I think you spotted the same problem as I thought of- i.e. the psp has a slightly different instruction set than the n64 (64 bit instructions as you mention) The other problem is that it's big endian whereas the psp is little endian, so all 1 and 2 byte load/stores need to be fiddled to get working. I think it might be possible to get a 'direct' translator working like you suggest, but I think there would end up being a lot of hacks and special cases etc. Ultimately I think that a full dynamic translator is going to be the easiest approach (plus I can also share most of the code for the 'front end' of the translator with the PC version :)

You're right when you say that I'm trying to achieve my goal quickly without 'wasting' too much time. My job takes up quite a lot of my time, so I only get a few hours at home in the evenings during the week. It usually takes me a couple of hours to go through all my email and update the blog etc. I usually only ever end up doing it once a week so I can spend as much time developing as possible, but I'm aware that it's important to keep people informed as to what's going on. I also enjoy talking to you guys so I'll try and squeeze in a few smaller updates when I get the chance :)

Exophase said...

Other N64 emulators have used byteswapping before, assumedely to address the endian issue, although I'm not sure how this actually helped anything since reading/writing bytes and halfwords would provide an inconsistant view of memory. I've used byteswapping but it was on a "platform" that only supported full word memory accesses.

I don't know if you're already using these or not, but for manual byteswapping MIPS32r2 processors have some additional instructions that should help, a two instruction sequence can byteswap a full word, it's not as good as what's available on PPC but it's a lot better than doing it the traditional way (the following is taken from the programmers manual PDF):

lw t0, 0(a1) /* Read word value */
wsbh t0, t0 /* Convert endiannes of the halfwords */
rotr t0, t0, 16 /* Swap the halfwords within the words */

Mikeyd said...

hey id love do to some testing for you, emails is if u wanna contact me about it, this emu is proabably my second most used homebrew, keep it up! :)

_Psycho said...

You know I just realised you were on sourceforge and that you were using the CVS, I thought you were only realising the source code with every release ;) Good Idea there, I give it a look later this week.

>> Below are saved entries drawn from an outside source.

//! File catalog: discovers KCL files under an anchor directory.
//!
//! The catalog is built once per session and shared read-only by every
//! selection afterwards. Discovery walks the tree in file-name order so the
//! same tree always yields the same catalog.

use std::cmp::Ordering;
use std::fmt;
use std::path::{Component, Path, PathBuf};
use std::sync::Arc;

use lazy_static::lazy_static;
use regex::Regex;
use serde::Serialize;
use walkdir::{DirEntry, WalkDir};

use crate::anchor;
use crate::errors::{HarnessError, Result};

/// Default discovery pattern: every KCL source file.
pub const DEFAULT_GLOB: &str = "*.k";

/// Shared predicate over discovered files.
pub type KFilter = Arc<dyn Fn(&KFile) -> bool + Send + Sync>;

/// Wraps a closure as a [`KFilter`].
pub fn kfilter<F>(f: F) -> KFilter
where
    F: Fn(&KFile) -> bool + Send + Sync + 'static,
{
    Arc::new(f)
}

// =============================================================================
// FILE HANDLE
// =============================================================================

/// Immutable handle to one discovered file. Equality and ordering are by path.
#[derive(Debug, Clone, PartialEq, Eq, Hash, PartialOrd, Ord, Serialize)]
pub struct KFile {
    path: PathBuf,
}

impl KFile {
    pub fn new(path: impl Into<PathBuf>) -> Self {
        Self { path: path.into() }
    }

    pub fn path(&self) -> &Path {
        &self.path
    }

    /// Base file name, e.g. `FRPC_Config.k`.
    pub fn file_name(&self) -> Option<&str> {
        self.path.file_name().and_then(|n| n.to_str())
    }

    /// True when any component of the path equals `part`.
    ///
    /// `kf.has_component("base")` selects every file below a `base/` directory.
    pub fn has_component(&self, part: &str) -> bool {
        self.path.components().any(|c| match c {
            Component::Normal(name) => name == part,
            _ => false,
        })
    }

    /// Absolute form of the path, relative paths joined onto the working
    /// directory.
    pub fn absolute(&self) -> Result<PathBuf> {
        anchor::absolute(&self.path)
    }

    pub fn read_to_string(&self) -> Result<String> {
        std::fs::read_to_string(&self.path).map_err(|e| HarnessError::io(&self.path, e))
    }
}

impl fmt::Display for KFile {
    fn fmt(&self, f: &mut fmt::Formatter<'_>) -> fmt::Result {
        write!(f, "{}", self.path.display())
    }
}

impl AsRef<Path> for KFile {
    fn as_ref(&self) -> &Path {
        &self.path
    }
}

// =============================================================================
// GLOB PATTERNS
// =============================================================================

/// A recursive glob such as `*.k` or `base/*.k`.
///
/// Patterns without a `/` match the file name anywhere below the root.
/// Patterns with a `/` match the trailing components of the path relative to
/// the root. `*` and `?` stay within one component, `**` crosses components.
#[derive(Debug, Clone)]
pub struct GlobPattern {
    source: String,
    regex: Regex,
    by_name: bool,
}

impl GlobPattern {
    pub fn new(pattern: &str) -> Result<Self> {
        let translated = translate_glob(pattern);
        let regex = Regex::new(&translated).map_err(|e| HarnessError::Config {
            path: PathBuf::from(pattern),
            message: format!("invalid glob pattern: {e}"),
        })?;
        Ok(Self {
            source: pattern.to_string(),
            regex,
            by_name: !pattern.contains('/'),
        })
    }

    pub fn as_str(&self) -> &str {
        &self.source
    }

    /// Matches `relative`, a path below the discovery root.
    pub fn matches(&self, relative: &Path) -> bool {
        if self.by_name {
            return relative
                .file_name()
                .and_then(|n| n.to_str())
                .is_some_and(|name| self.regex.is_match(name));
        }
        let Some(text) = relative.to_str() else {
            return false;
        };
        let text = text.replace('\\', "/");
        self.regex.is_match(&text)
    }
}

impl Default for GlobPattern {
    fn default() -> Self {
        Self {
            source: DEFAULT_GLOB.to_string(),
            regex: DEFAULT_GLOB_REGEX.clone(),
            by_name: true,
        }
    }
}

lazy_static! {
    static ref DEFAULT_GLOB_REGEX: Regex =
        Regex::new(&translate_glob(DEFAULT_GLOB)).expect("default glob translates to a valid regex");
}

/// Translates a glob into an anchored regex.
fn translate_glob(pattern: &str) -> String {
    let mut out = String::from(if pattern.contains('/') { "(^|/)" } else { "^" });
    let chars: Vec<char> = pattern.chars().collect();
    let mut i = 0;
    while i < chars.len() {
        match chars[i] {
            '*' if chars.get(i + 1) == Some(&'*') => {
                // `**/` also matches zero directories.
                if chars.get(i + 2) == Some(&'/') {
                    out.push_str("(.*/)?");
                    i += 3;
                } else {
                    out.push_str(".*");
                    i += 2;
                }
                continue;
            }
            '*' => out.push_str("[^/]*"),
            '?' => out.push_str("[^/]"),
            '[' => {
                if let Some(end) = chars[i + 1..].iter().position(|c| *c == ']') {
                    let class: String = chars[i + 1..i + 1 + end].iter().collect();
                    let class = class.strip_prefix('!').map_or(class.clone(), |rest| {
                        format!("^{rest}")
                    });
                    out.push('[');
                    out.push_str(&class.replace('\\', "\\\\"));
                    out.push(']');
                    i += end + 2;
                    continue;
                }
                out.push_str(r"\[");
            }
            c => out.push_str(&regex::escape(&c.to_string())),
        }
        i += 1;
    }
    out.push('$');
    out
}

// =============================================================================
// DISCOVERY
// =============================================================================

/// Discovers files under `root` matching `pattern`, keeping those accepted by
/// `predicate`.
///
/// Files come in recursive-glob order: each directory's files by name, then
/// its subdirectories. Non-regular files are skipped, and so are
/// subdirectories that cannot be read. An unreadable `root` is an error.
#[tracing::instrument(skip_all, fields(root = %root.display(), pattern = pattern.as_str()))]
pub fn discover<F>(root: &Path, pattern: &GlobPattern, predicate: F) -> Result<Vec<KFile>>
where
    F: Fn(&KFile) -> bool,
{
    let mut files = Vec::new();
    for entry in WalkDir::new(root).sort_by(files_first) {
        let entry = match entry {
            Ok(entry) => entry,
            Err(e) if e.depth() == 0 => {
                let path = e.path().unwrap_or(root).to_path_buf();
                return Err(HarnessError::io(path, e.into()));
            }
            Err(e) => {
                tracing::warn!(error = %e, "skipping unreadable entry");
                continue;
            }
        };

        let is_regular = entry.file_type().is_file()
            || (entry.path_is_symlink() && entry.path().is_file());
        if !is_regular {
            continue;
        }

        let relative = entry.path().strip_prefix(root).unwrap_or(entry.path());
        if !pattern.matches(relative) {
            continue;
        }

        let kf = KFile::new(entry.path());
        if predicate(&kf) {
            files.push(kf);
        }
    }
    tracing::debug!(count = files.len(), "discovered files");
    Ok(files)
}

/// Directory order of the walk: a directory's own files, then its
/// subdirectories, each by name.
fn files_first(a: &DirEntry, b: &DirEntry) -> Ordering {
    a.file_type()
        .is_dir()
        .cmp(&b.file_type().is_dir())
        .then_with(|| a.file_name().cmp(b.file_name()))
}

/// Discovers KCL files with the usual defaults: the project anchor above the
/// working directory as root, `*.k` as pattern, and no filter.
pub fn find_kcl_files(
    root: Option<&Path>,
    glob: Option<&str>,
    filter: Option<&KFilter>,
) -> Result<Vec<KFile>> {
    let root = match root {
        Some(root) => root.to_path_buf(),
        None => {
            let cwd = std::env::current_dir().map_err(|e| HarnessError::io(".", e))?;
            anchor::find_project_root(&cwd)?
        }
    };
    let pattern = match glob {
        Some(glob) => GlobPattern::new(glob)?,
        None => GlobPattern::default(),
    };
    match filter {
        Some(filter) => discover(&root, &pattern, |kf| filter(kf)),
        None => discover(&root, &pattern, |_| true),
    }
}

/// The session-wide, ordered universe of discovered files.
#[derive(Debug, Clone, Default)]
pub struct Catalog {
    root: PathBuf,
    files: Vec<KFile>,
}

impl Catalog {
    /// Builds the catalog by discovering every file under `root`.
    pub fn discover(root: &Path, pattern: &GlobPattern) -> Result<Self> {
        let files = discover(root, pattern, |_| true)?;
        Ok(Self {
            root: root.to_path_buf(),
            files,
        })
    }

    /// Wraps an already ordered list of files.
    pub fn from_files(root: impl Into<PathBuf>, files: Vec<KFile>) -> Self {
        Self {
            root: root.into(),
            files,
        }
    }

    pub fn root(&self) -> &Path {
        &self.root
    }

    pub fn files(&self) -> &[KFile] {
        &self.files
    }

    pub fn len(&self) -> usize {
        self.files.len()
    }

    pub fn is_empty(&self) -> bool {
        self.files.is_empty()
    }

    pub fn iter(&self) -> std::slice::Iter<'_, KFile> {
        self.files.iter()
    }
}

Mikeyd, if you really want to test badly, get the lastest source code in the cvs, compile it and check the result ;)

BigMace said...

this great news keep up the work.

I think it would really add to the emulator if you added a gui similar to the nesterj or older snes9xtyl and not some simple one. Oh and it wwuld nice if you added the option to let people choose their own rom path.

Also if you could at least add the 4k eeprom saving in the next release because it sounds like mario 64 is getting to playable state and it would be fun if we didnt have to restart every time. Maybe psmonkey could help you with this because he has 4k eeprom saving on his emu.

thanks for you work,

Kramer said...

Great news
keep up the good work man cant wait for r5
i was just wondering if more roms were going to be supported in this release and if the textures are going to be fixed.

PSDroideka said...

Thanks for the info, i look forward to an exeptional release ;)

wally*won_kenobie said...

Have you tried Quest 64 yet?

That seems to be the fastest game on Monkey64

Would like to see benchmarks

Laxer3A said...

StrmnNrmn, thanks for your answer.

Basically the problem when you translate ONE n64 mips instruction it result in MULTIPLE PSP mips instruction, with a lot of different subcases.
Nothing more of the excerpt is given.